— Work item —
Could you report every line from the entries that includes the word "Parser"?

Data records

****

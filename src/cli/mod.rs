//! CLI argument definitions and parsing.

pub mod types;

use std::path::PathBuf;

use clap::{Args, Parser, Subcommand};
use types::{FantasyMetric, PlayerId, Position, Season};

/// Options shared by every command
#[derive(Debug, Args)]
pub struct GlobalOpts {
    /// Directory holding the CSV tables (or set `FFL_DRAFT_GUIDE_DATA_DIR`).
    #[clap(long, global = true)]
    pub data_dir: Option<PathBuf>,

    /// Output results as JSON instead of text tables.
    #[clap(long, global = true)]
    pub json: bool,

    /// Debug logging (overridden by `RUST_LOG`).
    #[clap(long, short, global = true)]
    pub verbose: bool,
}

#[derive(Debug, Subcommand)]
pub enum Commands {
    /// League-wide team offense ranks, positional totals and leaders
    LeagueSummary {
        /// Season year; defaults to the latest season with statistics.
        #[clap(long, short)]
        season: Option<Season>,

        /// Scoring metric for the leaderboards.
        #[clap(long, short, value_enum, default_value_t = FantasyMetric::Ppr)]
        metric: FantasyMetric,
    },

    /// Every team's coaching staff and offensive profile for a season
    TeamOverview {
        /// Season year; defaults to the latest season with statistics.
        #[clap(long, short)]
        season: Option<Season>,
    },

    /// Player usage under a coach's offense (or the whole league)
    CoachOverview {
        /// Season year; defaults to the latest season with statistics.
        #[clap(long, short)]
        season: Option<Season>,

        /// Head coach or offensive coordinator name; omit for the league.
        #[clap(long, short)]
        coach: Option<String>,
    },

    /// Season-by-season history of one franchise
    TeamHistory {
        /// Team abbreviation; historical codes such as `OAK` are accepted.
        team: String,
    },

    /// A coach's career: top players, league comparison and usage patterns
    CoachHistory {
        /// Coach name; omit to list the current head coaches and coordinators.
        coach: Option<String>,

        /// Position to analyze.
        #[clap(long, short, default_value = "RB")]
        position: Position,

        /// Scoring metric used to pick top players.
        #[clap(long, short, value_enum, default_value_t = FantasyMetric::Ppr)]
        metric: FantasyMetric,
    },

    /// Roster, contract, season history and weekly scoring for one player
    PlayerProfile {
        /// Player GSIS id (e.g. `00-0033873`).
        player_id: PlayerId,

        /// Season for the weekly scoring series; defaults to the latest.
        #[clap(long, short)]
        weekly_season: Option<Season>,
    },

    /// Aggregate weekly_stats.csv into season_stats.csv
    BuildSeason {
        /// Output path; defaults to season_stats.csv in the data directory.
        #[clap(long, short)]
        output: Option<PathBuf>,
    },
}

#[derive(Debug, Parser)]
#[clap(
    name = "ffl-draft-guide",
    about = "Fantasy football draft guide built on NFL statistics tables"
)]
pub struct DraftGuide {
    #[clap(flatten)]
    pub global: GlobalOpts,

    #[clap(subcommand)]
    pub command: Commands,
}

****

— Answer area —
use clap::{Args, Parser, Subcommand};
#[derive(Debug, Parser)]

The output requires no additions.